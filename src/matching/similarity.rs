// src/matching/similarity.rs - Composite name similarity: bigram overlap, edit
// distance and tolerant partial matching blended into one 0-100 score.

use super::normalize::normalize;
use std::collections::HashMap;

// Signal weights. These reproduce the scoring contract the surrounding
// system depends on; changing them changes which rows get flagged.
const BIGRAM_WEIGHT: f64 = 0.45;
const EDIT_WEIGHT: f64 = 0.35;
const PARTIAL_WEIGHT: f64 = 0.10;

// Heuristic bonuses, cumulative.
const SAME_FIRST_CHAR_BONUS: f64 = 5.0;
const CLOSE_LENGTH_BONUS: f64 = 5.0;
const SHORT_NAME_BONUS: f64 = 15.0;
const HIGH_SIGNAL_BONUS: f64 = 5.0;

/// Longest name still eligible for the short-name bonus. Seven covers the
/// one-substitution-in-a-seven-letter-name misspelling case.
const SHORT_NAME_MAX_LEN: usize = 7;
const SHORT_NAME_SIGNAL_FLOOR: f64 = 50.0;
const HIGH_SIGNAL_FLOOR: f64 = 80.0;

/// A windowed partial match below this ratio counts as "no match" and
/// contributes zero.
const PARTIAL_ACCEPT_RATIO: f64 = 0.4;

/// Composite similarity between two raw name strings, 0-100.
///
/// Both inputs are normalized first. Empty normalized input scores 0,
/// identical normalized input scores 100. Otherwise three signals are
/// blended (bigram/Dice 0.45, edit-distance 0.35, partial match 0.10) and
/// the heuristic bonuses are added, with the result rounded and capped
/// at 100. Symmetric in its arguments.
pub fn similarity(name_a: &str, name_b: &str) -> u32 {
    let a = normalize(name_a);
    let b = normalize(name_b);
    if a.is_empty() || b.is_empty() {
        return 0;
    }
    if a == b {
        return 100;
    }

    let bigram = bigram_dice(&a, &b) * 100.0;
    let edit = edit_similarity(&a, &b);
    let partial = partial_match_score(&a, &b);

    let len_a = a.chars().count();
    let len_b = b.chars().count();
    let strongest = bigram.max(edit);

    let mut bonus = 0.0;
    if a.chars().next() == b.chars().next() {
        bonus += SAME_FIRST_CHAR_BONUS;
    }
    if len_a.abs_diff(len_b) <= 1 {
        bonus += CLOSE_LENGTH_BONUS;
    }
    if strongest >= SHORT_NAME_SIGNAL_FLOOR && len_a.max(len_b) <= SHORT_NAME_MAX_LEN {
        bonus += SHORT_NAME_BONUS;
    }
    if strongest >= HIGH_SIGNAL_FLOOR {
        bonus += HIGH_SIGNAL_BONUS;
    }

    let total = BIGRAM_WEIGHT * bigram + EDIT_WEIGHT * edit + PARTIAL_WEIGHT * partial + bonus;
    (total.round() as u32).min(100)
}

/// Sorensen-Dice coefficient over character bigrams, 0.0-1.0.
///
/// Bigrams are counted as a multiset, so repeated bigrams in one string
/// only pair up with repeats in the other.
pub fn bigram_dice(a: &str, b: &str) -> f64 {
    if a == b {
        return 1.0;
    }
    let a_chars: Vec<char> = a.chars().collect();
    let b_chars: Vec<char> = b.chars().collect();
    if a_chars.len() < 2 || b_chars.len() < 2 {
        return 0.0;
    }

    let mut counts: HashMap<(char, char), usize> = HashMap::new();
    for w in a_chars.windows(2) {
        *counts.entry((w[0], w[1])).or_insert(0) += 1;
    }
    let mut shared = 0usize;
    for w in b_chars.windows(2) {
        if let Some(n) = counts.get_mut(&(w[0], w[1])) {
            if *n > 0 {
                *n -= 1;
                shared += 1;
            }
        }
    }

    let total = (a_chars.len() - 1) + (b_chars.len() - 1);
    (2 * shared) as f64 / total as f64
}

/// Edit-distance similarity, 0-100: `(max_len - distance) / max_len * 100`.
pub fn edit_similarity(a: &str, b: &str) -> f64 {
    let a_chars: Vec<char> = a.chars().collect();
    let b_chars: Vec<char> = b.chars().collect();
    let max_len = a_chars.len().max(b_chars.len());
    if max_len == 0 {
        return 100.0;
    }
    let dist = levenshtein_chars(&a_chars, &b_chars);
    (max_len - dist) as f64 / max_len as f64 * 100.0
}

/// Character-level Levenshtein distance (insert/delete/substitute).
pub fn levenshtein(a: &str, b: &str) -> usize {
    let a_chars: Vec<char> = a.chars().collect();
    let b_chars: Vec<char> = b.chars().collect();
    levenshtein_chars(&a_chars, &b_chars)
}

fn levenshtein_chars(a: &[char], b: &[char]) -> usize {
    let (len_a, len_b) = (a.len(), b.len());
    if len_a == 0 {
        return len_b;
    }
    if len_b == 0 {
        return len_a;
    }
    let mut matrix = vec![vec![0usize; len_b + 1]; len_a + 1];
    for (i, row) in matrix.iter_mut().enumerate() {
        row[0] = i;
    }
    for j in 0..=len_b {
        matrix[0][j] = j;
    }
    for i in 1..=len_a {
        for j in 1..=len_b {
            let cost = if a[i - 1] == b[j - 1] { 0 } else { 1 };
            matrix[i][j] = (matrix[i - 1][j] + 1)
                .min(matrix[i][j - 1] + 1)
                .min(matrix[i - 1][j - 1] + cost);
        }
    }
    matrix[len_a][len_b]
}

/// Tolerant partial match, 0-100: the shorter string slides across the
/// longer one and the best windowed edit similarity wins. Position in the
/// longer string does not matter. Windows below the acceptance ratio count
/// as no match at all.
pub fn partial_match_score(a: &str, b: &str) -> f64 {
    if a.is_empty() || b.is_empty() {
        return 0.0;
    }
    let a_chars: Vec<char> = a.chars().collect();
    let b_chars: Vec<char> = b.chars().collect();
    let (needle, haystack) = if a_chars.len() <= b_chars.len() {
        (&a_chars, &b_chars)
    } else {
        (&b_chars, &a_chars)
    };

    let window = needle.len();
    let mut best = 0.0f64;
    for start in 0..=(haystack.len() - window) {
        let dist = levenshtein_chars(needle, &haystack[start..start + window]);
        let ratio = (window - dist) as f64 / window as f64;
        best = best.max(ratio);
        if best == 1.0 {
            break;
        }
    }

    if best < PARTIAL_ACCEPT_RATIO {
        0.0
    } else {
        best * 100.0
    }
}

ABOUT THIS EXERCISE |
Your answer should be exactly the lines of the data above, from the first through the line containing "const EDIT_WEIGHT: f64 = 0.35;".

WORKED SOLUTION |
filename src/matching/similarity.rs
// src/matching/similarity.rs - Composite name similarity: bigram overlap, edit
// distance and tolerant partial matching blended into one 0-100 score.

use super::normalize::normalize;
use std::collections::HashMap;

// Signal weights. These reproduce the scoring contract the surrounding
// system depends on; changing them changes which rows get flagged.
const BIGRAM_WEIGHT: f64 = 0.45;
const EDIT_WEIGHT: f64 = 0.35;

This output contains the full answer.